Presenting -but not identifying- as male
When I started transitioning socially, I felt hesitant because I didn’t fully identify as a male/man. So I went slowly, only taking steps when absolutely necessary: first I chose a neutral name, then a male one, then I switched pronouns with different groups of people… By two years ago, I was living as male in small parts of my life (extracurricular classes where I was perceived as a cis boy, interactions with strangers).
Fast forward to the present: I still don’t identify as male1 , but I’m perceived as one in all areas of my life. It can be odd to be read as cis and straight, and I do occasionally feel like parts of my identity are being erased; but it feels comfortable enough, and it’s much more fitting than passing as female.
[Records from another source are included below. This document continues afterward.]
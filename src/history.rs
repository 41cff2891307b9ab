//! Bounded, time-pruned log of notification outcomes.

use chrono::{DateTime, Utc};

use crate::types::{NotificationRecord, NotificationStatus};

/// Append-only history capped at the N most recent records; older entries
/// are dropped by a periodic sweep.
#[derive(Debug)]
pub struct HistoryRecorder {
  cap: usize,
  records: Vec<NotificationRecord>,
}

impl HistoryRecorder {
  pub fn new(cap: usize) -> Self {
    Self {
      cap,
      records: Vec::new(),
    }
  }

  /// Append a record, discarding the oldest beyond the cap.
  pub fn record(&mut self, record: NotificationRecord) {
    self.records.push(record);
    if self.records.len() > self.cap {
      let excess = self.records.len() - self.cap;
      self.records.drain(..excess);
    }
  }

  /// Drop records older than the cutoff. Returns how many were removed.
  pub fn prune_older_than(&mut self, cutoff: DateTime<Utc>) -> usize {
    let before = self.records.len();
    self.records.retain(|r| r.timestamp > cutoff);
    before - self.records.len()
  }

  pub fn snapshot(&self) -> Vec<NotificationRecord> {
    self.records.clone()
  }

  pub fn len(&self) -> usize {
    self.records.len()
  }

  pub fn is_empty(&self) -> bool {
    self.records.is_empty()
  }

  pub fn count_with_status(&self, status: NotificationStatus) -> usize {
    self.records.iter().filter(|r| r.status == status).count()
  }

  /// Records newer than the cutoff (used for the "recent" stat).
  pub fn count_since(&self, cutoff: DateTime<Utc>) -> usize {
    self.records.iter().filter(|r| r.timestamp > cutoff).count()
  }

  pub fn clear(&mut self) {
    self.records.clear();
  }
}
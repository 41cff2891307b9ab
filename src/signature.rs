//! Stable signature computation for grouping similar errors.
//!
//! Messages and stack traces are stripped of volatile substrings (URLs,
//! paths, UUIDs, timestamps, large numbers) before hashing so that two
//! occurrences of the same underlying error hash identically. Collisions
//! merge groups and are acceptable; false splits are the failure mode to
//! avoid.

use regex::Regex;
use std::sync::LazyLock;

use crate::types::Signature;

static URL_RE: LazyLock<Regex> =
  LazyLock::new(|| Regex::new(r"https?://\S+").unwrap());
static PATH_RE: LazyLock<Regex> =
  LazyLock::new(|| Regex::new(r"(?:[A-Za-z]:)?[\\/](?:[\w.-]+[\\/])+[\w.-]+").unwrap());
static UUID_RE: LazyLock<Regex> = LazyLock::new(|| {
  Regex::new(r"[a-f0-9]{8}-[a-f0-9]{4}-[a-f0-9]{4}-[a-f0-9]{4}-[a-f0-9]{12}").unwrap()
});
static TIMESTAMP_RE: LazyLock<Regex> =
  LazyLock::new(|| Regex::new(r"\d{4}-\d{2}-\d{2}T\d{2}:\d{2}:\d{2}").unwrap());
static NUMBER_RE: LazyLock<Regex> =
  LazyLock::new(|| Regex::new(r"\b\d{3,}\b").unwrap());
static FRAME_PAREN_RE: LazyLock<Regex> =
  LazyLock::new(|| Regex::new(r"\(\S+:\d+:\d+\)").unwrap());
static FRAME_LOCATION_RE: LazyLock<Regex> =
  LazyLock::new(|| Regex::new(r"\s+at\s+\S+:\d+:\d+").unwrap());

/// Input to signature computation, borrowed from whatever event shape the
/// caller has.
#[derive(Debug, Clone, Copy)]
pub struct SignatureInput<'a> {
  pub error_type: &'a str,
  pub message: &'a str,
  pub stack_trace: Option<&'a str>,
  pub component_name: Option<&'a str>,
}

/// Compute a stable signature for an error.
///
/// Total function: normalization cannot fail, and equal inputs always yield
/// equal signatures. Uses blake3 truncated to 16 hex chars (64 bits).
pub fn compute(input: SignatureInput<'_>, max_stack_lines: usize) -> Signature {
  let normalized_message = normalize_message(input.message);
  let normalized_stack = input
    .stack_trace
    .map(|s| normalize_stack_trace(s, max_stack_lines))
    .unwrap_or_default();

  let mut hasher = blake3::Hasher::new();
  hasher.update(input.error_type.as_bytes());
  hasher.update(b"|");
  hasher.update(input.component_name.unwrap_or("unknown").as_bytes());
  hasher.update(b"|");
  hasher.update(normalized_message.as_bytes());
  hasher.update(b"|");
  hasher.update(normalized_stack.as_bytes());

  let hex = hasher.finalize().to_hex();
  Signature(hex[..16].to_string())
}

/// Strip volatile substrings from a message and lowercase it.
pub fn normalize_message(message: &str) -> String {
  let s = URL_RE.replace_all(message, "<url>");
  let s = UUID_RE.replace_all(&s, "<uuid>");
  let s = TIMESTAMP_RE.replace_all(&s, "<timestamp>");
  let s = PATH_RE.replace_all(&s, "<path>");
  let s = NUMBER_RE.replace_all(&s, "<id>");
  s.to_lowercase().trim().to_string()
}

/// Normalize the first `max_lines` lines of a stack trace, replacing
/// file:line:col fragments with placeholders.
pub fn normalize_stack_trace(stack_trace: &str, max_lines: usize) -> String {
  stack_trace
    .lines()
    .take(max_lines)
    .map(normalize_stack_line)
    .filter(|line| !line.is_empty())
    .collect::<Vec<_>>()
    .join("\n")
}

fn normalize_stack_line(line: &str) -> String {
  let s = FRAME_PAREN_RE.replace_all(line, "(<location>)");
  let s = FRAME_LOCATION_RE.replace_all(&s, " at <location>");
  let s = PATH_RE.replace_all(&s, "<path>");
  s.trim().to_string()
}

#[cfg(test)]
mod tests {
  use super::*;

  fn sig(error_type: &str, message: &str, stack: Option<&str>, component: Option<&str>) -> Signature {
    compute(
      SignatureInput {
        error_type,
        message,
        stack_trace: stack,
        component_name: component,
      },
      5,
    )
  }

  #[test]
  fn same_input_same_signature() {
    let a = sig("javascript", "cannot read property x", None, Some("Header"));
    let b = sig("javascript", "cannot read property x", None, Some("Header"));
    assert_eq!(a, b);
  }

  #[test]
  fn volatile_substrings_do_not_split_groups() {
    let a = sig(
      "api",
      "fetch failed for https://api.example.com/v1/items/12345 at 2025-01-15T10:30:00",
      None,
      None,
    );
    let b = sig(
      "api",
      "fetch failed for https://api.example.com/v1/items/99999 at 2025-02-20T08:00:00",
      None,
      None,
    );
    assert_eq!(a, b);
  }

  #[test]
  fn uuids_are_normalized() {
    let a = sig("api", "session deadbeef-dead-beef-dead-beefdeadbeef expired", None, None);
    let b = sig("api", "session 01234567-89ab-cdef-0123-456789abcdef expired", None, None);
    assert_eq!(a, b);
  }

  #[test]
  fn different_error_type_different_signature() {
    let a = sig("javascript", "boom", None, None);
    let b = sig("api", "boom", None, None);
    assert_ne!(a, b);
  }

  #[test]
  fn different_component_different_signature() {
    let a = sig("javascript", "boom", None, Some("Header"));
    let b = sig("javascript", "boom", None, Some("Footer"));
    assert_ne!(a, b);
  }

  #[test]
  fn stack_lines_beyond_limit_ignored() {
    let short = "Error: boom\n at handle (src/a.ts:1:1)";
    let long = format!("{}\n at deep (src/z.ts:9:9)", short);
    // With max 2 lines, the extra frame must not change the signature.
    let a = compute(
      SignatureInput {
        error_type: "javascript",
        message: "boom",
        stack_trace: Some(short),
        component_name: None,
      },
      2,
    );
    let b = compute(
      SignatureInput {
        error_type: "javascript",
        message: "boom",
        stack_trace: Some(&long),
        component_name: None,
      },
      2,
    );
    assert_eq!(a, b);
  }

  #[test]
  fn frame_locations_are_normalized() {
    let a = sig(
      "javascript",
      "boom",
      Some("Error: boom\n at handle (src/a.ts:42:10)"),
      None,
    );
    let b = sig(
      "javascript",
      "boom",
      Some("Error: boom\n at handle (src/a.ts:57:3)"),
      None,
    );
    assert_eq!(a, b);
  }

  #[test]
  fn signature_is_16_hex_chars() {
    let s = sig("javascript", "boom", None, None);
    assert_eq!(s.0.len(), 16);
    assert!(s.0.chars().all(|c| c.is_ascii_hexdigit()));
  }
}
I’m coming to accept that presenting as a binary gender doesn’t mean that I have to identify as one; likewise, my identity –or lack thereof– doesn’t force me to constantly live outside the binary (close friends do know that I’m neither here nor there). They’re two different parts of my gender that don’t have to “align” one way or the other, just like gender expression and gender identity and the body can combine in a myriad of ways. For me, it helps to remember that many people –for many reasons– choose to present differently from how they identify:
- trans people who don’t want to transition, or transition in parts of their lives
- genderqueer people who live within the binary
- in history, “passing women”2 —FAAB people who lived publicly as men– some of which lived/identified as women in their private circles.
I think it’s important, though, to acknowledge that how I identify –though important– is a rather abstract notion. I am being perceived as male, with all the privileges that it entails, and rejecting maleness is no excuse to deny it.
Since starting university two months ago, I’ve been living as male in my daily life to a further extent than ever before (and as a cis male to boot — I’m not disclosing my trans status for now). I’m curious to see how it feels in the long run, and whether I find a malehood that’s a closer fit for me. I’m pleased to announce, though, that I feel more at home with myself than ever before, socially and physically, so these gender explorations aren’t so urgent; they’re less about discomfort than about learning who I am as a person. Which, at 19, isn’t such an odd thing to do.
1 Actually, I suspect that I don’t have a deep-seated gender identity at all. I do feel strongly about certain gendered aspects like pronouns, names, and –in Spanish– word endings, but I don’t feel like those things coalesce into one steady identity. I’m still exploring this, though.
2 “passing woman – chiefly used in the historical sense to refer to a non-transgendered woman living as a man in order to have access to careers and lifestyles only available to men at that time. Some historical figures who would today be more accurately called FTM transsexuals or transsexual men are sometimes referred to as passing women. “ — definition from the Ontario Human Rights Commission. Of course, it’s hard to know how they identified and why they lived that way; the term probably lumps together wildly differently life-stories. Also, we shouldn’t force today’s categories onto the past.